EXERCISE PROMPT :: Across the whole listing, filter for the string "nonces" and copy every line that has it.

———

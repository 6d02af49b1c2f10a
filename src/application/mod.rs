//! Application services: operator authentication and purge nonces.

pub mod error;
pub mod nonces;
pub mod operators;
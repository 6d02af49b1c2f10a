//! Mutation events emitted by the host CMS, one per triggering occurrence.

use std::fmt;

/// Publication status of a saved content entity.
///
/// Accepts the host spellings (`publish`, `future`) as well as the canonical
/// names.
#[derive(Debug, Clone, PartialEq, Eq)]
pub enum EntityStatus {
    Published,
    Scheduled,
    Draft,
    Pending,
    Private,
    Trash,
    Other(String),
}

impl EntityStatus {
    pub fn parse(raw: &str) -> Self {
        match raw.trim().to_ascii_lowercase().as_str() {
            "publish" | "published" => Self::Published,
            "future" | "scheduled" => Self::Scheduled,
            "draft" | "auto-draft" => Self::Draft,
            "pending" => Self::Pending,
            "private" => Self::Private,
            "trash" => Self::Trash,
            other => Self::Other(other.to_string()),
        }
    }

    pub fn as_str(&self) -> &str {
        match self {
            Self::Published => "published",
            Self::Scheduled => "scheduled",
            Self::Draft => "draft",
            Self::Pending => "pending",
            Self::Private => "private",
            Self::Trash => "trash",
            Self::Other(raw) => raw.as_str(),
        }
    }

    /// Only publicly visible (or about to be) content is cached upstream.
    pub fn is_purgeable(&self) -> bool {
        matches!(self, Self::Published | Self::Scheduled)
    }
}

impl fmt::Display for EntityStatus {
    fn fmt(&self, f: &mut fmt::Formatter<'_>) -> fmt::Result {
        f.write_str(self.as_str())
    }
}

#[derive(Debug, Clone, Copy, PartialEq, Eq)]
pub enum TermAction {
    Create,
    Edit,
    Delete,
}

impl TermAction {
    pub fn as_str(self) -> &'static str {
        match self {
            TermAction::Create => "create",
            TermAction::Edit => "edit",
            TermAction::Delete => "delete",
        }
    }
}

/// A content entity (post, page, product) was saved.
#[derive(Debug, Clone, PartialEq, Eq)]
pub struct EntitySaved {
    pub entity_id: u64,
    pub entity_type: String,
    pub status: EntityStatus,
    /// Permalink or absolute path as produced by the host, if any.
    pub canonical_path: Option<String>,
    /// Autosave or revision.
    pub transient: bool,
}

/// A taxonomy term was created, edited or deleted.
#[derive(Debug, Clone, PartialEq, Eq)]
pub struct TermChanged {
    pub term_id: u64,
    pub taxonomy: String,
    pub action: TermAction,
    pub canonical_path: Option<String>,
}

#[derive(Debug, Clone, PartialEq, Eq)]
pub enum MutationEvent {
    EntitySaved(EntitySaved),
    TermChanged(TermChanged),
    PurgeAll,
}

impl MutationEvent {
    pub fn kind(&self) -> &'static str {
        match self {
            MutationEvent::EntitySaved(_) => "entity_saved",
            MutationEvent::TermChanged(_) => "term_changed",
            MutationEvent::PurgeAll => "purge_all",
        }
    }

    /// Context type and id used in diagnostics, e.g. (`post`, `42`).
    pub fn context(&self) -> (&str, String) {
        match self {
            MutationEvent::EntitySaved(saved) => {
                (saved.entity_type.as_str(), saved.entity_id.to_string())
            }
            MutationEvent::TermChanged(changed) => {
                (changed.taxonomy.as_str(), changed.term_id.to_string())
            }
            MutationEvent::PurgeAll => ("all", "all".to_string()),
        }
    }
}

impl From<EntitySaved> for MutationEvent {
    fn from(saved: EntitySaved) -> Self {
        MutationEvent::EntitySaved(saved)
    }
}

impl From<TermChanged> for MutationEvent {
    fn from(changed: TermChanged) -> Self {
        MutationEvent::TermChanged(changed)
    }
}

———

ANSWER FOR THE TASK ::
//! Application services: operator authentication and purge nonces.
pub mod nonces;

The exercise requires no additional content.